Cities and suburbs, real and imaginary.

Tuesday, February 1, 2011

Blast from the Past: Gods of the Spiderhole


Here's something from August 2008, dredged up because I was thinking about the politics of immigration again...

"In the hills of San Diego, spiderholes and cardboard houses like the set of an apocalypse movie let men who didn’t belong there—never women, only men—hide and sleep. Fifty yards away, citizens lived in giant homes and shopped in giant stores and drove giant cars along giant roads. The citizens might as well be giants because they never saw the men hidden between the gaps in the hills with shrines to the Virgin and stories about older gods told in thick Mixtecan by men whose ancestors devoured conquistadors in rituals no Jesuit Inquisitor could completely burn away.
An anthropologist talked about the illegal immigrant problem with the people of the city.

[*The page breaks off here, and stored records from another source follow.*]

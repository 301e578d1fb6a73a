use crate::card::FelicaCard;
use crate::constants::FELICA_ID_BLOCK;
use crate::device::Pn532;
use crate::types::{BlockData, ServiceCode};
use crate::Result;

use super::single_service;

/// The ID block holds the IDm followed by eight zero bytes. It is served
/// from the session, not from the card.
fn id_block(card: &FelicaCard) -> BlockData {
    let mut bytes = [0u8; 16];
    bytes[..8].copy_from_slice(card.idm().as_bytes());
    BlockData::from_bytes(bytes)
}

/// Read blocks from one service, one ReadWithoutEncryption per block.
/// Any failed block fails the whole read.
pub fn read_blocks(
    card: &FelicaCard,
    device: &mut Pn532,
    services: &[ServiceCode],
    blocks: &[u16],
) -> Result<Vec<BlockData>> {
    let service = single_service(services)?;

    let mut out = Vec::with_capacity(blocks.len());
    for &block in blocks {
        if block == FELICA_ID_BLOCK {
            out.push(id_block(card));
            continue;
        }
        let data = device.felica_read(card.tag(), card.idm(), service, block)?;
        out.push(data);
    }
    Ok(out)
}
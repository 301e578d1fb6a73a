// Drive the protocol engine against mock buses.
//
// A FeliCa card is queued on the chip side, then the host asks for the
// firmware string and runs a card detect. Run with RUST_LOG=debug to see
// the engine's log output.

use libaime::prelude::*;
use libaime::test_support::{felica_target, seed_exchange};
use libaime::transport::{MockClock, MockHostPort, MockTransport};

fn main() -> Result<()> {
    env_logger::init();

    let bus = MockTransport::new();
    let clock = MockClock::new();
    let port = MockHostPort::new();

    // SAM configuration, empty contact poll, then a contactless card
    seed_exchange(&bus, 0x14, &[]);
    seed_exchange(&bus, 0x4a, &[0x00]);
    seed_exchange(
        &bus,
        0x4a,
        &felica_target(&[0x01, 0x2e, 0x4c, 0x01, 0x23, 0x45, 0x67, 0x89], &[0; 8], [0x88, 0xb4]),
    );

    let chip = Pn532Builder::new()
        .with_transport(Box::new(bus.clone()))
        .with_clock(Box::new(clock.clone()))
        .build()?;
    let mut engine = ProtocolEngine::builder()
        .chip(chip)
        .port(Box::new(port.clone()))
        .build()?;

    for (seq, command) in [(1u8, 0x30u8), (2, 0x42)] {
        let wire = HostFrameCodec::encode(&HostFrame::request(0x00, seq, command, vec![]))?;
        println!("host -> {}", bytes_to_hex_spaced(&wire));
        port.push_input(&wire);
        engine.tick(clock.now());

        let out = port.take_output();
        println!("host <- {}", bytes_to_hex_spaced(&out));
        for frame in HostFrameCodec::for_responses().feed_all(&out, clock.now()) {
            println!(
                "  command {:#04x} status {:?} payload {}",
                frame.command,
                frame.status,
                bytes_to_hex(&frame.payload)
            );
        }
    }

    if let Some(card) = engine.current_card() {
        println!("current card: {}", card);
    }
    Ok(())
}
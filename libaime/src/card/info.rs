use crate::card::CardSession;
use crate::types::CardFamily;

/// Compact, printable description of the current card (family and
/// identifier), for diagnostics.
#[derive(Debug, Clone, PartialEq, Eq, derive_more::Display)]
#[display(fmt = "{} {}", family, id)]
pub struct CardSummary {
    pub family: CardFamily,
    /// UID or IDm as uppercase hex
    pub id: String,
}

impl From<&CardSession> for CardSummary {
    fn from(session: &CardSession) -> Self {
        Self {
            family: session.family(),
            id: crate::utils::bytes_to_hex(session.uid_or_idm()),
        }
    }
}
// libaime/src/device/mod.rs

pub mod builder;
pub mod handle;
pub mod link;

pub use builder::Pn532Builder;
pub use handle::Pn532;
pub use link::ChipLink;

The citizens did not know how close they were to the camps. Moms in minivans shared stories about stolen things, mystified about their true value: “Somebody stole my pool cover, three bags of charcoal and the big gallon jugs of pool chemicals . . . Do you think they’re having a pool party in some meth lab?” They assumed the men had snuck up from Tiajuana and ran back south with their stolen goods.
The men lived behind the shopping center, invisible to the consumers there.
“People will steal anything,” said the anthropologist. In his mind, he wanted to ask, “Are you sure they’re the ones who stole it just because of their ethnicity?” but he didn’t want to tell people how they should think, until he finished his study.
The anthropologist could’ve told the women of the shopping center about the real value of things. Pool covers hid spiderholes. Charcoal cooked dinner, and then the ash mixed with piles of garden trimmings to mask the pool covers over the spiderholes from INS helicopters. Chemicals got dumped out, and the plastic jugs were used for both water and toilets."